//! Users repository for database operations

use async_trait::async_trait;
use sqlx::{Pool, Postgres};

use crate::{
    error::{AppError, AppResult, Resource},
    models::{
        user::{kind_columns, UserRow},
        Book, User, UserQuery,
    },
};

use super::{query, query::Bind, UserRepository};

const USER_COLUMNS: &str = "id, username, name, password, birthdate, user_type, student_year, subject";

#[derive(Clone)]
pub struct PgUserRepository {
    pool: Pool<Postgres>,
}

impl PgUserRepository {
    pub fn new(pool: Pool<Postgres>) -> Self {
        Self { pool }
    }

    /// Owned books for a user, in insertion order
    async fn books_for(&self, user_id: i32) -> Result<Vec<Book>, sqlx::Error> {
        sqlx::query_as::<_, Book>(
            r#"
            SELECT b.id, b.genre, b.author, b.image, b.title, b.subtitle,
                   b.publisher, b.year, b.pages, b.isbn
            FROM books b
            JOIN user_books ub ON ub.book_id = b.id
            WHERE ub.user_id = $1
            ORDER BY ub.ordinal
            "#,
        )
        .bind(user_id)
        .fetch_all(&self.pool)
        .await
    }

    async fn save_inner(&self, user: &User) -> Result<User, sqlx::Error> {
        let mut tx = self.pool.begin().await?;
        let (user_type, student_year, subject) = kind_columns(&user.kind);

        let row = if user.id == 0 {
            sqlx::query_as::<_, UserRow>(&format!(
                r#"
                INSERT INTO users (username, name, password, birthdate, user_type, student_year, subject)
                VALUES ($1, $2, $3, $4, $5, $6, $7)
                RETURNING {}
                "#,
                USER_COLUMNS
            ))
            .bind(&user.username)
            .bind(&user.name)
            .bind(&user.password)
            .bind(user.birthdate)
            .bind(user_type)
            .bind(student_year)
            .bind(subject)
            .fetch_one(&mut *tx)
            .await?
        } else {
            sqlx::query_as::<_, UserRow>(&format!(
                r#"
                UPDATE users
                SET username = $1, name = $2, password = $3, birthdate = $4,
                    user_type = $5, student_year = $6, subject = $7
                WHERE id = $8
                RETURNING {}
                "#,
                USER_COLUMNS
            ))
            .bind(&user.username)
            .bind(&user.name)
            .bind(&user.password)
            .bind(user.birthdate)
            .bind(user_type)
            .bind(student_year)
            .bind(subject)
            .bind(user.id)
            .fetch_one(&mut *tx)
            .await?
        };

        // Replace the ownership edges; ordinal preserves insertion order
        sqlx::query("DELETE FROM user_books WHERE user_id = $1")
            .bind(row.id)
            .execute(&mut *tx)
            .await?;
        for (ordinal, book) in user.books().iter().enumerate() {
            sqlx::query("INSERT INTO user_books (user_id, book_id, ordinal) VALUES ($1, $2, $3)")
                .bind(row.id)
                .bind(book.id)
                .bind(ordinal as i32)
                .execute(&mut *tx)
                .await?;
        }
        tx.commit().await?;

        let books = self.books_for(row.id).await?;
        Ok(row.into_user(books))
    }
}

#[async_trait]
impl UserRepository for PgUserRepository {
    async fn find_by_id(&self, id: i32) -> AppResult<Option<User>> {
        let row = sqlx::query_as::<_, UserRow>(&format!(
            "SELECT {} FROM users WHERE id = $1",
            USER_COLUMNS
        ))
        .bind(id)
        .fetch_optional(&self.pool)
        .await?;

        match row {
            None => Ok(None),
            Some(row) => {
                let books = self.books_for(row.id).await?;
                Ok(Some(row.into_user(books)))
            }
        }
    }

    async fn exists_by_id(&self, id: i32) -> AppResult<bool> {
        let exists: bool = sqlx::query_scalar("SELECT EXISTS(SELECT 1 FROM users WHERE id = $1)")
            .bind(id)
            .fetch_one(&self.pool)
            .await?;

        Ok(exists)
    }

    async fn find_by_username(&self, username: &str) -> AppResult<Option<User>> {
        let row = sqlx::query_as::<_, UserRow>(&format!(
            "SELECT {} FROM users WHERE LOWER(username) = LOWER($1)",
            USER_COLUMNS
        ))
        .bind(username)
        .fetch_optional(&self.pool)
        .await?;

        match row {
            None => Ok(None),
            Some(row) => {
                let books = self.books_for(row.id).await?;
                Ok(Some(row.into_user(books)))
            }
        }
    }

    async fn find_all(&self, query: &UserQuery) -> AppResult<(Vec<User>, i64)> {
        let (conditions, binds) = query::user_filters(query)?;
        let where_clause = query::where_clause(&conditions);
        let page = query::user_page(query.from, query.size, query.sort.as_deref());

        let count_sql = format!("SELECT COUNT(*) FROM users {}", where_clause);
        let mut count_query = sqlx::query_scalar::<_, i64>(&count_sql);
        for bind in &binds {
            count_query = match bind {
                Bind::Str(s) => count_query.bind(s.clone()),
                Bind::Int(i) => count_query.bind(*i),
                Bind::Date(d) => count_query.bind(*d),
            };
        }
        let total = count_query.fetch_one(&self.pool).await?;

        let select_sql = format!(
            "SELECT {} FROM users {} ORDER BY {} LIMIT {} OFFSET {}",
            USER_COLUMNS, where_clause, page.order_by, page.limit, page.offset
        );
        let mut select_query = sqlx::query_as::<_, UserRow>(&select_sql);
        for bind in &binds {
            select_query = match bind {
                Bind::Str(s) => select_query.bind(s.clone()),
                Bind::Int(i) => select_query.bind(*i),
                Bind::Date(d) => select_query.bind(*d),
            };
        }
        let rows = select_query.fetch_all(&self.pool).await?;

        let mut users = Vec::with_capacity(rows.len());
        for row in rows {
            let books = self.books_for(row.id).await?;
            users.push(row.into_user(books));
        }

        Ok((users, total))
    }

    async fn save(&self, user: &User) -> AppResult<User> {
        self.save_inner(user).await.map_err(|e| {
            tracing::error!("Failed to save user: {:?}", e);
            AppError::PersistenceIntegrity { resource: Resource::User }
        })
    }

    async fn delete_by_id(&self, id: i32) -> AppResult<()> {
        let mut tx = self.pool.begin().await.map_err(AppError::Database)?;

        // Detach the user from the ownership relation before removing the row
        sqlx::query("DELETE FROM user_books WHERE user_id = $1")
            .bind(id)
            .execute(&mut *tx)
            .await?;
        sqlx::query("DELETE FROM users WHERE id = $1")
            .bind(id)
            .execute(&mut *tx)
            .await?;

        tx.commit().await?;
        Ok(())
    }
}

----

Repeat the material above in full. Match it exactly.

- Output of the task:
//! Users repository for database operations

use async_trait::async_trait;
use sqlx::{Pool, Postgres};

use crate::{
    error::{AppError, AppResult, Resource},
    models::{
        user::{kind_columns, UserRow},
        Book, User, UserQuery,
    },
};

use super::{query, query::Bind, UserRepository};

const USER_COLUMNS: &str = "id, username, name, password, birthdate, user_type, student_year, subject";

#[derive(Clone)]
pub struct PgUserRepository {
    pool: Pool<Postgres>,
}

impl PgUserRepository {
    pub fn new(pool: Pool<Postgres>) -> Self {
        Self { pool }
    }

    /// Owned books for a user, in insertion order
    async fn books_for(&self, user_id: i32) -> Result<Vec<Book>, sqlx::Error> {
        sqlx::query_as::<_, Book>(
            r#"
            SELECT b.id, b.genre, b.author, b.image, b.title, b.subtitle,
                   b.publisher, b.year, b.pages, b.isbn
            FROM books b
            JOIN user_books ub ON ub.book_id = b.id
            WHERE ub.user_id = $1
            ORDER BY ub.ordinal
            "#,
        )
        .bind(user_id)
        .fetch_all(&self.pool)
        .await
    }

    async fn save_inner(&self, user: &User) -> Result<User, sqlx::Error> {
        let mut tx = self.pool.begin().await?;
        let (user_type, student_year, subject) = kind_columns(&user.kind);

        let row = if user.id == 0 {
            sqlx::query_as::<_, UserRow>(&format!(
                r#"
                INSERT INTO users (username, name, password, birthdate, user_type, student_year, subject)
                VALUES ($1, $2, $3, $4, $5, $6, $7)
                RETURNING {}
                "#,
                USER_COLUMNS
            ))
            .bind(&user.username)
            .bind(&user.name)
            .bind(&user.password)
            .bind(user.birthdate)
            .bind(user_type)
            .bind(student_year)
            .bind(subject)
            .fetch_one(&mut *tx)
            .await?
        } else {
            sqlx::query_as::<_, UserRow>(&format!(
                r#"
                UPDATE users
                SET username = $1, name = $2, password = $3, birthdate = $4,
                    user_type = $5, student_year = $6, subject = $7
                WHERE id = $8
                RETURNING {}
                "#,
                USER_COLUMNS
            ))
            .bind(&user.username)
            .bind(&user.name)
            .bind(&user.password)
            .bind(user.birthdate)
            .bind(user_type)
            .bind(student_year)
            .bind(subject)
            .bind(user.id)
            .fetch_one(&mut *tx)
            .await?
        };

        // Replace the ownership edges; ordinal preserves insertion order
        sqlx::query("DELETE FROM user_books WHERE user_id = $1")
            .bind(row.id)
            .execute(&mut *tx)
            .await?;
        for (ordinal, book) in user.books().iter().enumerate() {
            sqlx::query("INSERT INTO user_books (user_id, book_id, ordinal) VALUES ($1, $2, $3)")
                .bind(row.id)
                .bind(book.id)
                .bind(ordinal as i32)
                .execute(&mut *tx)
                .await?;
        }
        tx.commit().await?;

        let books = self.books_for(row.id).await?;
        Ok(row.into_user(books))
    }
}

#[async_trait]
impl UserRepository for PgUserRepository {
    async fn find_by_id(&self, id: i32) -> AppResult<Option<User>> {
        let row = sqlx::query_as::<_, UserRow>(&format!(
            "SELECT {} FROM users WHERE id = $1",
            USER_COLUMNS
        ))
        .bind(id)
        .fetch_optional(&self.pool)
        .await?;

        match row {
            None => Ok(None),
            Some(row) => {
                let books = self.books_for(row.id).await?;
                Ok(Some(row.into_user(books)))
            }
        }
    }

    async fn exists_by_id(&self, id: i32) -> AppResult<bool> {
        let exists: bool = sqlx::query_scalar("SELECT EXISTS(SELECT 1 FROM users WHERE id = $1)")
            .bind(id)
            .fetch_one(&self.pool)
            .await?;

        Ok(exists)
    }

    async fn find_by_username(&self, username: &str) -> AppResult<Option<User>> {
        let row = sqlx::query_as::<_, UserRow>(&format!(
            "SELECT {} FROM users WHERE LOWER(username) = LOWER($1)",
            USER_COLUMNS
        ))
        .bind(username)
        .fetch_optional(&self.pool)
        .await?;

        match row {
            None => Ok(None),
            Some(row) => {
                let books = self.books_for(row.id).await?;
                Ok(Some(row.into_user(books)))
            }
        }
    }

    async fn find_all(&self, query: &UserQuery) -> AppResult<(Vec<User>, i64)> {
        let (conditions, binds) = query::user_filters(query)?;
        let where_clause = query::where_clause(&conditions);
        let page = query::user_page(query.from, query.size, query.sort.as_deref());

        let count_sql = format!("SELECT COUNT(*) FROM users {}", where_clause);
        let mut count_query = sqlx::query_scalar::<_, i64>(&count_sql);
        for bind in &binds {
            count_query = match bind {
                Bind::Str(s) => count_query.bind(s.clone()),
                Bind::Int(i) => count_query.bind(*i),
                Bind::Date(d) => count_query.bind(*d),
            };
        }
        let total = count_query.fetch_one(&self.pool).await?;

        let select_sql = format!(
            "SELECT {} FROM users {} ORDER BY {} LIMIT {} OFFSET {}",
            USER_COLUMNS, where_clause, page.order_by, page.limit, page.offset
        );
        let mut select_query = sqlx::query_as::<_, UserRow>(&select_sql);
        for bind in &binds {
            select_query = match bind {
                Bind::Str(s) => select_query.bind(s.clone()),
                Bind::Int(i) => select_query.bind(*i),
                Bind::Date(d) => select_query.bind(*d),
            };
        }
        let rows = select_query.fetch_all(&self.pool).await?;

        let mut users = Vec::with_capacity(rows.len());
        for row in rows {
            let books = self.books_for(row.id).await?;
            users.push(row.into_user(books));
        }

        Ok((users, total))
    }

    async fn save(&self, user: &User) -> AppResult<User> {
        self.save_inner(user).await.map_err(|e| {
            tracing::error!("Failed to save user: {:?}", e);
            AppError::PersistenceIntegrity { resource: Resource::User }
        })
    }

    async fn delete_by_id(&self, id: i32) -> AppResult<()> {
        let mut tx = self.pool.begin().await.map_err(AppError::Database)?;

        // Detach the user from the ownership relation before removing the row
        sqlx::query("DELETE FROM user_books WHERE user_id = $1")
            .bind(id)
            .execute(&mut *tx)
            .await?;
        sqlx::query("DELETE FROM users WHERE id = $1")
            .bind(id)
            .execute(&mut *tx)
            .await?;

        tx.commit().await?;
        Ok(())
    }
}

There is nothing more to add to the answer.